Saturday, March 6, 2010

More Surprises and Flops

Today, I share the Pac-10 numbers that I neglected in my last post. And the nice thing about a numeric predictive model is that it allows me to evaluate other leagues that may not have had pre-season predictions in every publication. In addition to the Pac-10, I’m also going to look at the surprises in the A-10 and MWC today.

The following table lists adjusted offensive and defensive efficiency from kenpom.com, and the predicted values from my model for 2010. Conferences are sorted by predicted efficiency margin. Green indicates positive surprises, red indicates negative surprises.



California’s numbers are actually ahead of what we would have expected this year, as the defense has improved a little more than expected. Unfortunately, the rest of the Pac-10 has been so bad that California hasn’t had the opportunities for signature wins.

Arizona St. is almost exactly where expected, but they’ve moved up in the standings thanks to the drop-off in defense for Washington and UCLA.

UCLA’s offense was expected to be worse this year. The only teams that lost more offensive firepower were North Carolina and Pittsburgh. But the drop in UCLA’s adjusted offensive efficiency is even worse than the model predicted. It appears Nikola Dragovic only played well last year because his teammates got him wide-open shots. His previous success as a lethal three point shooter has not carried over to this season.

Oregon St.’s drop-off is even more puzzling because this is basically the same cast of characters as last year. The offense was supposed to improve slightly but Seth Tarver, Roeland Shaftenaar, and Calvin Haynes all have a worse eFG% percentage than last season.

I should come up with a name for what has happened to Oregon St. and USC this year. Call it the desperation factor. When you realize your team is terrible at scoring, sometimes you have to commit to becoming a lock-down defensive team.

The value of a model like this is really the middle and bottom of a less-televised league. This summer, I listened to a program where Andy Katz interviewed coaches from various leagues including the A-10, and they universally said La Salle was going to be a sleeper team this year. But La Salle has been no sleeper - they’ve been asleep in A-10 play. So what went wrong? The defense fell off the map. It stopped forcing turnovers and forcing missed shots.

Dayton has actually been as good offensively as expected and better defensively than was expected. So why aren’t they in second in the A10? There are two answers. First, several other A10 teams have performed better than expected. Second, luck or chance has not been kind to the Flyers.

With Dionte Christmas graduating last year, Temple obviously rededicated themselves to playing defense this season. And while the offense is actually a little worse than expected, the improvement in defense has been enough to keep the Owls at the top of the A-10 standings.

But why did Richmond suddenly become a lock-down defensive team with an elite level of three point defense? What caused that pleasant surprise?

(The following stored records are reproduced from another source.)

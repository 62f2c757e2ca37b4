pub mod db;
pub mod error;
pub mod models;
pub mod routes;
pub mod services;

use std::sync::Arc;

use axum::{
    middleware,
    routing::{delete, get, post, put},
    Router,
};
use tower_http::cors::CorsLayer;
use tower_http::trace::TraceLayer;
use tracing_subscriber::{layer::SubscriberExt, util::SubscriberInitExt};

use crate::db::Database;
use crate::services::auth::AuthService;

/// Default bcrypt cost factor when BCRYPT_COST is not set.
const DEFAULT_BCRYPT_COST: u32 = 10;

/// Shared application state
#[derive(Clone)]
pub struct AppState {
    pub db: Arc<Database>,
    pub auth: Arc<AuthService>,
}

/// Build the router: public register/login plus the flashcard routes
/// behind the auth middleware.
pub fn build_router(state: AppState) -> Router {
    let protected_routes = Router::new()
        .route("/flashcards", post(routes::flashcards::create))
        .route("/flashcards", get(routes::flashcards::list))
        .route("/flashcards/:id", get(routes::flashcards::get))
        .route("/flashcards/:id", put(routes::flashcards::update))
        .route("/flashcards/:id", delete(routes::flashcards::delete))
        .layer(middleware::from_fn_with_state(
            state.clone(),
            routes::auth::auth_middleware,
        ));

    Router::new()
        .route("/health", get(health_check))
        .route("/register", post(routes::accounts::register))
        .route("/login", post(routes::accounts::login))
        .merge(protected_routes)
        .with_state(state)
}

pub async fn run() -> anyhow::Result<()> {
    dotenvy::dotenv().ok();

    tracing_subscriber::registry()
        .with(tracing_subscriber::EnvFilter::new(
            std::env::var("RUST_LOG").unwrap_or_else(|_| "info".into()),
        ))
        .with(tracing_subscriber::fmt::layer())
        .init();

    let database_url = std::env::var("DATABASE_URL").expect("DATABASE_URL must be set");
    let jwt_secret = std::env::var("JWT_SECRET").expect("JWT_SECRET must be set");
    let bcrypt_cost = std::env::var("BCRYPT_COST")
        .ok()
        .and_then(|v| v.parse().ok())
        .unwrap_or(DEFAULT_BCRYPT_COST);

    tracing::info!("Connecting to database...");
    let db = Database::connect(&database_url).await?;

    tracing::info!("Running migrations...");
    db.run_migrations().await?;

    let state = AppState {
        db: Arc::new(db),
        auth: Arc::new(AuthService::new(&jwt_secret, bcrypt_cost)),
    };

    let app = build_router(state)
        .layer(CorsLayer::permissive())
        .layer(TraceLayer::new_for_http());

    let host = std::env::var("HOST").unwrap_or_else(|_| "0.0.0.0".to_string());
    let port = std::env::var("PORT").unwrap_or_else(|_| "3000".to_string());
    let addr = format!("{}:{}", host, port);

    tracing::info!("Starting server on {}", addr);

    let listener = tokio::net::TcpListener::bind(&addr).await?;
    axum::serve(listener, app).await?;

    Ok(())
}

async fn health_check() -> &'static str {
    "OK"
}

With Duquesne, can I emphasize the Melquan Bolding effect? A prolific freshman last year, Bolding was one of the key reasons for optimism this year, but he fractured his wrist and missed the start of the season, and he has not been able to regain his shooting touch.

Call the Mountain West the conference of offensive surprises. I’d argue the biggest was probably the improvement of Tre’Von Willis at UNLV. He’s improved his eFG% from 43.9% to 53.8% and since he’s always been a high volume shooter, that improvement was critical to UNLV becoming an NCAA contender. But New Mexico’s Dairese Gary has had an equally vital improvement. Gary cut his turnover rate from 25.3% to 15.6% and became the confident point-guard of the Lobos. And if you haven’t heard of BYU’s Jimmer Fredette, whose offensive efficiency also jumped 10 points, you just haven’t been paying attention.

One comment on the results in the last post, I’m even more convinced that I need to include height in the model in the future. For example, my model says that UConn’s drop in defense this year is a surprise, but is it? Shouldn’t we have expected a big drop-off without a 7’3” Hasheem Thabeet manning the middle? And while I can’t account for a lock-down defensive player like Travis Walton, maybe I should also play with steal rate and block rate. I’m a little hesitant to use these numbers, because sometimes bad defenders go for the steal, and good defenders simply play for the missed shot. But there may be some value in the available defensive statistics. That sounds like a summer project.